En un tiempo, Sudán patrocinaba el terrorismo iraní al igual que al Hamás y al Hezbolá, pero el país ha realizado una media vuelta, uniéndose a la coalición sunita bajo la dirección de Arabia Saudita y, además, considera una normalización de las relaciones con Israel.

¿Israel ayuda a Sudán? A primera vista eso parece poco probable, e incluso imposible. Durante el transcurso de los años, este país africano patrocinó a los peores enemigos de Israel, sobre todo a Irán. Los navíos con armas de Irán eran desembarcados en el puerto sudanés Port Sudán, y desde allí encontraban su camino a la Franja de Gaza. Además, Sudán permitió a Irán edificar en las cercanías de la capital Jartum una fábrica de armas, donde se producían misiles de largo alcance para los del Hamás y para el Yijad Islámico. Israel, según informaron repetidamente los medios de comunicación internacionales, no dudó en intervenir en contra de esto, y en realizar ataques en territorio sudanés. Entre 2008 y 2014, una y otra vez fueron atacados desde el aire los transportes de armas, pensados para aprovisionar a los enemigos de Israel con medios bélicos.

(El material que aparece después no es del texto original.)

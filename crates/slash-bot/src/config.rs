//! Configuration management for slash-bot

#[cfg(test)]
#[path = "config_tests.rs"]
mod config_tests;

use std::fs;
use std::sync::LazyLock;

use anyhow::{Context, Result, bail};
use regex::Regex;
use serde::{Deserialize, Serialize};

use crate::env::ReadEnv;
use crate::stickers::default_stickers;

/// Anything outside the bot-token alphabet separates tokens.
static TOKEN_SEPARATOR_RE: LazyLock<Regex> =
    LazyLock::new(|| Regex::new(r"[^a-zA-Z\-_\d:]+").expect("valid token separator regex"));

/// Complete bot configuration
#[derive(Debug, Clone, Serialize, Deserialize)]
pub struct Config {
    pub bot: BotConfig,
}

/// Settings shared by every bot the process runs
#[derive(Debug, Clone, Serialize, Deserialize)]
pub struct BotConfig {
    /// Bot tokens from BotFather, one worker each
    #[serde(default)]
    pub tokens: Vec<String>,
    /// Outbound proxy for Telegram and profile lookups
    #[serde(default, skip_serializing_if = "Option::is_none")]
    pub proxy: Option<String>,
    /// Sticker file ids for the random-sticker reply
    #[serde(default = "default_stickers")]
    pub stickers: Vec<String>,
}

impl Config {
    /// Load configuration from a TOML file
    pub fn from_file(path: &str) -> Result<Self> {
        let content = fs::read_to_string(path)
            .with_context(|| format!("Failed to read config file: {}", path))?;

        let config: Config = toml::from_str(&content)
            .with_context(|| format!("Failed to parse config file: {}", path))?;

        Ok(config)
    }

    /// Load configuration from environment variables
    ///
    /// - `TOKEN`: one or more bot tokens (required)
    /// - `PROXY`: outbound proxy URL (optional)
    pub fn from_env<E: ReadEnv>(env: &E) -> Result<Self> {
        let tokens = split_tokens(&env.var("TOKEN").context("TOKEN not set")?);
        let proxy = env.var("PROXY").ok().filter(|p| !p.is_empty());

        let config = Config {
            bot: BotConfig {
                tokens,
                proxy,
                stickers: default_stickers(),
            },
        };
        config.validate()?;
        Ok(config)
    }

    /// Replace the token list with the tokens found in `raw`.
    pub fn set_tokens(&mut self, raw: &str) {
        self.bot.tokens = split_tokens(raw);
    }

    pub fn validate(&self) -> Result<()> {
        if self.bot.tokens.is_empty() {
            bail!("no valid bot token found");
        }
        if self.bot.stickers.is_empty() {
            bail!("sticker catalog is empty");
        }
        Ok(())
    }
}

/// Split a token list on any character that cannot appear in a token.
pub fn split_tokens(raw: &str) -> Vec<String> {
    TOKEN_SEPARATOR_RE
        .split(raw)
        .filter(|t| !t.is_empty())
        .map(str::to_string)
        .collect()
}
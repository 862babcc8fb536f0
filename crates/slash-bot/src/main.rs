//! slash-bot
//!
//! Answers slash commands in Telegram groups with rendered sentences,
//! pins on request, repeats cheers and replies with random stickers.
//! One process can serve several bot accounts.

mod adapter;
mod config;
mod env;
mod errors;
mod handlers;
mod http;
mod stickers;
mod supervisor;

use std::sync::Arc;

use anyhow::Result;
use clap::Parser;
use tracing::info;
use tracing_subscriber::{layer::SubscriberExt, util::SubscriberInitExt};

use crate::config::Config;
use crate::env::SystemEnv;
use crate::supervisor::Supervisor;

/// slash-bot CLI
#[derive(Parser, Debug)]
#[command(author, version, about, long_about = None)]
struct Args {
    /// Path to configuration file
    #[arg(short, long, default_value = "config/slash-bot.toml")]
    config: String,

    /// Bot token(s) (overrides config file)
    #[arg(long, env = "TOKEN")]
    token: Option<String>,

    /// Outbound proxy URL (overrides config file)
    #[arg(long, env = "PROXY")]
    proxy: Option<String>,
}

#[tokio::main]
async fn main() -> Result<()> {
    tracing_subscriber::registry()
        .with(
            tracing_subscriber::EnvFilter::try_from_default_env()
                .unwrap_or_else(|_| "slash_bot=debug,slash_core=debug,info".into()),
        )
        .with(tracing_subscriber::fmt::layer())
        .init();

    info!("Starting slash-bot");

    let args = Args::parse();

    let config = if std::path::Path::new(&args.config).exists() {
        info!("Loading config from file: {}", args.config);
        let mut config = Config::from_file(&args.config)?;

        if let Some(token) = args.token {
            config.set_tokens(&token);
        }
        if let Some(proxy) = args.proxy.filter(|p| !p.is_empty()) {
            config.bot.proxy = Some(proxy);
        }

        config.validate()?;
        config
    } else {
        info!("Config file not found, using environment variables");
        Config::from_env(&SystemEnv)?
    };

    info!(
        "Configuration loaded: {} bot(s), {} sticker(s), proxy {}",
        config.bot.tokens.len(),
        config.bot.stickers.len(),
        if config.bot.proxy.is_some() { "on" } else { "off" }
    );

    let telegram = http::telegram_client(&config.bot)?;
    let lookup = http::lookup_client(&config.bot)?;
    let registry = Arc::new(slash_core::phrases::registry(config.bot.stickers.clone())?);

    Supervisor::new(telegram, lookup, registry)
        .run(&config.bot.tokens)
        .await?;

    info!("slash-bot stopped");
    Ok(())
}
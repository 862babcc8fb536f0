//! Trigger classification
//!
//! Decides which of the bot's reactions a message asks for. Patterns are
//! checked in priority order because the sentence marker overlaps with
//! the other three.

use tracing::trace;

use crate::grammar::{self, ParsedCommand};

#[derive(Debug, Clone, PartialEq, Eq)]
pub enum Trigger {
    /// Cheering stroke pattern: re-broadcast the message.
    Cheer,
    /// Pin the replied-to message.
    Pin,
    /// Reply with a random sticker.
    RandomSticker,
    /// Render a sentence.
    Sentence(ParsedCommand),
}

impl Trigger {
    /// Classify a message text; `None` when the bot should stay silent.
    pub fn classify(text: &str) -> Option<Self> {
        let trigger = if grammar::is_cheer(text) {
            Some(Self::Cheer)
        } else if grammar::is_pin(text) {
            Some(Self::Pin)
        } else if grammar::is_marker_burst(text) {
            Some(Self::RandomSticker)
        } else {
            grammar::parse_sentence(text).map(Self::Sentence)
        };

        if trigger.is_none() {
            trace!("Not a command: {:?}", text);
        }
        trigger
    }
}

Como si eso no fuera suficiente, Sudán además está proscrito a nivel internacional, a causa de la masacre de 200,000 a 400,000 ciudadanos de la región de Dafur. Sudán es responsabilizado por ese genocidio; y Umar Hasan Ahmad al-Bashir, jefe de estado y gobierno de ese país, es la única persona en su posición contra quien se ha decretado una orden de arresto internacional. A causa del apoyo de las actividades terroristas y de la masacre de Dafur, Estados Unidos fue el primero que impuso sanciones económicas contra Sudán. Luego, otros países siguieron su ejemplo. A causa de eso, Sudán se está hundiendo en deudas exteriores por un importe de 50 mil millones de dólares, lo que está amenazando la estabilidad del país.

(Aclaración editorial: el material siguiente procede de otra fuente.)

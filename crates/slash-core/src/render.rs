//! Sentence rendering
//!
//! Produces the HTML reply for a sentence command:
//!
//! | Predicate | Complement | Output |
//! |-----------|------------|--------|
//! | empty     | –          | `!` or `¡` (strict) |
//! | `me`      | optional   | `{subject}[ {complement}]` |
//! | `you`     | optional   | `{target}[ {complement}]` |
//! | other     | present    | `{subject} {predicate} {target} {complement}` |
//! | other     | absent     | `{subject} {predicate} 了 {target}` |
//!
//! Every non-empty form gets tail punctuation unless it already ends in a
//! sentence-final mark.

use tracing::trace;

use crate::error::Result;
use crate::normalize::NormalizedCommand;
use crate::participant::Participant;
use crate::profile::ProfileLookup;

/// Linking particle between predicate and target when no complement is given.
pub const LINKING_PARTICLE: &str = "了";

const PUNCTUATION_TAIL: &str = ".,?!;:~(。，？！；：～（";

/// Tail punctuation for text ending in `last`.
pub fn tail_for(last: char) -> &'static str {
    if PUNCTUATION_TAIL.contains(last) {
        ""
    } else if last.is_ascii() {
        "!"
    } else {
        "！"
    }
}

fn tail_of(text: &str) -> &'static str {
    text.chars().next_back().map(tail_for).unwrap_or_default()
}

/// Subject, target and command of one reply.
#[derive(Debug)]
pub struct RenderContext {
    subject: Participant,
    target: Participant,
    command: NormalizedCommand,
}

impl RenderContext {
    /// Assemble a context, exchanging roles for swapping commands unless the
    /// sender targets themselves.
    pub fn new(subject: Participant, target: Participant, command: NormalizedCommand) -> Self {
        let (subject, target) = if command.swap && subject != target {
            (target, subject)
        } else {
            (subject, target)
        };
        Self {
            subject,
            target,
            command,
        }
    }

    pub fn subject(&self) -> &Participant {
        &self.subject
    }

    pub fn target(&self) -> &Participant {
        &self.target
    }

    pub fn command(&self) -> &NormalizedCommand {
        &self.command
    }

    pub fn is_self_reference(&self) -> bool {
        self.subject == self.target
    }

    /// Resolve both participants concurrently, then compose the text.
    pub async fn render<L: ProfileLookup>(self, lookup: &L) -> Result<String> {
        if !self.command.predicate.is_empty() {
            tokio::try_join!(self.subject.resolve(lookup), self.target.resolve(lookup))?;
        }
        Ok(self.compose())
    }

    /// Compose the reply from whatever the participants currently know.
    pub fn compose(&self) -> String {
        let command = &self.command;
        let is_self = self.is_self_reference();
        let complement = command.complement.as_str();

        let text = match (command.predicate.as_str(), command.has_complement()) {
            ("", _) => {
                return if command.strict { "¡" } else { "!" }.to_string();
            }
            ("me", has_complement) => {
                let tail_source = if has_complement {
                    complement.to_string()
                } else {
                    self.subject.plain_name(false).into_owned()
                };
                let mut text = self.subject.mention(false);
                if has_complement {
                    text.push(' ');
                    text.push_str(complement);
                }
                text + tail_of(&tail_source)
            }
            ("you", has_complement) => {
                let tail_source = if has_complement {
                    complement.to_string()
                } else {
                    self.target.plain_name(is_self).into_owned()
                };
                let mut text = self.target.mention(is_self);
                if has_complement {
                    text.push(' ');
                    text.push_str(complement);
                }
                text + tail_of(&tail_source)
            }
            (predicate, true) => format!(
                "{} {} {} {}{}",
                self.subject.mention(false),
                predicate,
                self.target.mention(is_self),
                complement,
                tail_of(complement),
            ),
            (predicate, false) => {
                let particle = if command.omit_particle {
                    String::new()
                } else {
                    format!("{LINKING_PARTICLE} ")
                };
                format!(
                    "{} {} {}{}{}",
                    self.subject.mention(false),
                    predicate,
                    particle,
                    self.target.mention(is_self),
                    tail_of(&self.target.plain_name(is_self)),
                )
            }
        };

        trace!(text = %text, "Composed sentence");
        text
    }
}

De modo que, ¿qué busca Israel en ese país? La razón puede ser expresada con un dicho: el enemigo de mi enemigo es mi amigo. A principios de 2016, Sudán rompió relaciones con Irán y se unió oficialmente a la alianza saudita-sunita, que está en contra de Irán. Este cambio de bando también se hizo sentir en Sudán, y llevó a que el Ministro de Asuntos Exteriores, Prof. Ibrahim Ghandour, hablara públicamente sobre la posibilidad de una normalización de las relaciones con Israel. Si bien eso luego fue revocado, el mensaje fue claro. Entre los dos países, sin lugar a dudas, existen contactos. Los cuales, sin embargo, son mantenidos en secreto. Israel, por su parte, se ha hecho cargo de mediar por Sudán ante el gobierno estadounidense, para lograr la amortización de una parte de las deudas exteriores. Israel desea evitar que este país entre en el remolino de la ruina, llegando así a ser víctima fácil del terrorismo extremo internacional.

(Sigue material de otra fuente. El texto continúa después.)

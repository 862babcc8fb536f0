//! Command grammar
//!
//! Recognizes the four message shapes the bot reacts to: the cheering
//! stroke pattern, the pin trigger, a burst of bare markers, and the
//! sentence command `<marker><predicate>[ <complement>]`.

use std::sync::LazyLock;

use regex::Regex;

static CHEER_RE: LazyLock<Regex> = LazyLock::new(|| {
    Regex::new(concat!(
        r"^(?:",
        r"\\+ .* /+",
        r"|＼+ .* ／+",
        r"|(?:\\.*/\s*){2,}",
        r"|(?:＼.*／\s*){2,}",
        r"|\\{2,}/{2,}",
        r"|＼{2,}／{2,}",
        r")$",
    ))
    .expect("valid cheer regex")
});

static PIN_RE: LazyLock<Regex> =
    LazyLock::new(|| Regex::new(r"^[\\/]_?pin$").expect("valid pin regex"));

static MARKER_BURST_RE: LazyLock<Regex> =
    LazyLock::new(|| Regex::new(r"^(?:[\\/]_?){2,}$").expect("valid marker burst regex"));

/// Leading delimiter of a sentence command.
#[derive(Debug, Clone, Copy, PartialEq, Eq)]
pub enum Marker {
    /// `/`
    Plain,
    /// `/$`
    PlainStrict,
    /// `\`
    Alt,
    /// `\$`
    AltStrict,
}

impl Marker {
    /// Alt markers exchange subject and target before rendering.
    pub fn swaps(self) -> bool {
        matches!(self, Self::Alt | Self::AltStrict)
    }

    /// Strict markers pick the alternate exclamation for an empty predicate.
    pub fn is_strict(self) -> bool {
        !matches!(self, Self::Plain)
    }

    /// Byte length of the marker in the message.
    fn len(self) -> usize {
        match self {
            Self::Plain | Self::Alt => 1,
            Self::PlainStrict | Self::AltStrict => 2,
        }
    }

    fn from_prefix(text: &str) -> Option<Self> {
        let mut chars = text.chars();
        let alt = match chars.next()? {
            '/' => false,
            '\\' => true,
            _ => return None,
        };
        let dollar = chars.next() == Some('$');
        Some(match (alt, dollar) {
            (false, false) => Self::Plain,
            (false, true) => Self::PlainStrict,
            (true, false) => Self::Alt,
            (true, true) => Self::AltStrict,
        })
    }
}

/// A sentence command as written, before normalization.
#[derive(Debug, Clone, PartialEq, Eq)]
pub struct ParsedCommand {
    pub marker: Marker,
    /// Predicate with escaped whitespace still in `\<ws>` form and the
    /// particle-omitting trailing backslash removed.
    pub predicate: String,
    pub complement: Option<String>,
    pub omit_particle: bool,
}

/// True for the cheering stroke pattern (`\ ... /`, `\\//`, `＼ ... ／`, ...).
pub fn is_cheer(text: &str) -> bool {
    CHEER_RE.is_match(text)
}

/// True for `/pin`, `\pin`, `/_pin` and `\_pin`.
pub fn is_pin(text: &str) -> bool {
    PIN_RE.is_match(text)
}

/// True for two or more bare markers such as `//`, `\/\`, `/_/_`.
pub fn is_marker_burst(text: &str) -> bool {
    MARKER_BURST_RE.is_match(text)
}

/// Parse a sentence command.
///
/// Returns `None` when the text does not start with a marker, or when the
/// predicate is empty but a complement follows.
pub fn parse_sentence(text: &str) -> Option<ParsedCommand> {
    let marker = Marker::from_prefix(text)?;
    let body = &text[marker.len()..];

    let mut predicate_end = body.len();
    let mut chars = body.char_indices();
    while let Some((i, c)) = chars.next() {
        if c == '\\' {
            // Backslash pairs with whatever follows; a lone one at the end stays.
            chars.next();
            continue;
        }
        if c.is_whitespace() {
            predicate_end = i;
            break;
        }
    }

    let raw_predicate = &body[..predicate_end];
    let complement = body[predicate_end..].trim_start();
    let complement = (!complement.is_empty()).then(|| complement.to_string());

    if raw_predicate.is_empty() && complement.is_some() {
        return None;
    }

    let (predicate, omit_particle) = match raw_predicate.strip_suffix('\\') {
        Some(stripped) => (stripped, true),
        None => (raw_predicate, false),
    };

    Some(ParsedCommand {
        marker,
        predicate: predicate.to_string(),
        complement,
        omit_particle,
    })
}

Estos contactos mantenidos en secreto, fueron revelados por el diario israelí Haaretz. A continuación, estos contactos fueron criticados intensamente, también por diputados de la Knéset que pertenecen al espectro de la derecha conservadora. Ellos condenaron las relaciones de Israel con un régimen de asesinos, porque, entre otras cosas, ven en esto una filtración en la pretensión de Israel de ser un Estado con valores morales. Desde el punto de vista de los críticos, precisamente esa pretensión es un valor patrimonial estratégico del Estado de Israel. El gobierno sudanés, que no estuvo nada contento con esas publicaciones, anunció no “depender de la intermediación israelí frente a los EE.UU”. De hecho, en septiembre de 2016, en Nairobi, hubo una reunión del ministro de asuntos exteriores estadounidense, John Ferry, con su ho sudanés, Ghandour. ¿Habrá ayudado Israel en algo? Esto es difícil de contestar. Como sea, en Israel las personas con poder de decisión están conformes con que a ese país se le adjudique un rol positivo, en cuando a la alianza árabe-sunita contra Irán. Y con esto, nuevamente se ve que en el escenario internacional no es necesario insistir siempre en principios cuando se desea mover algo.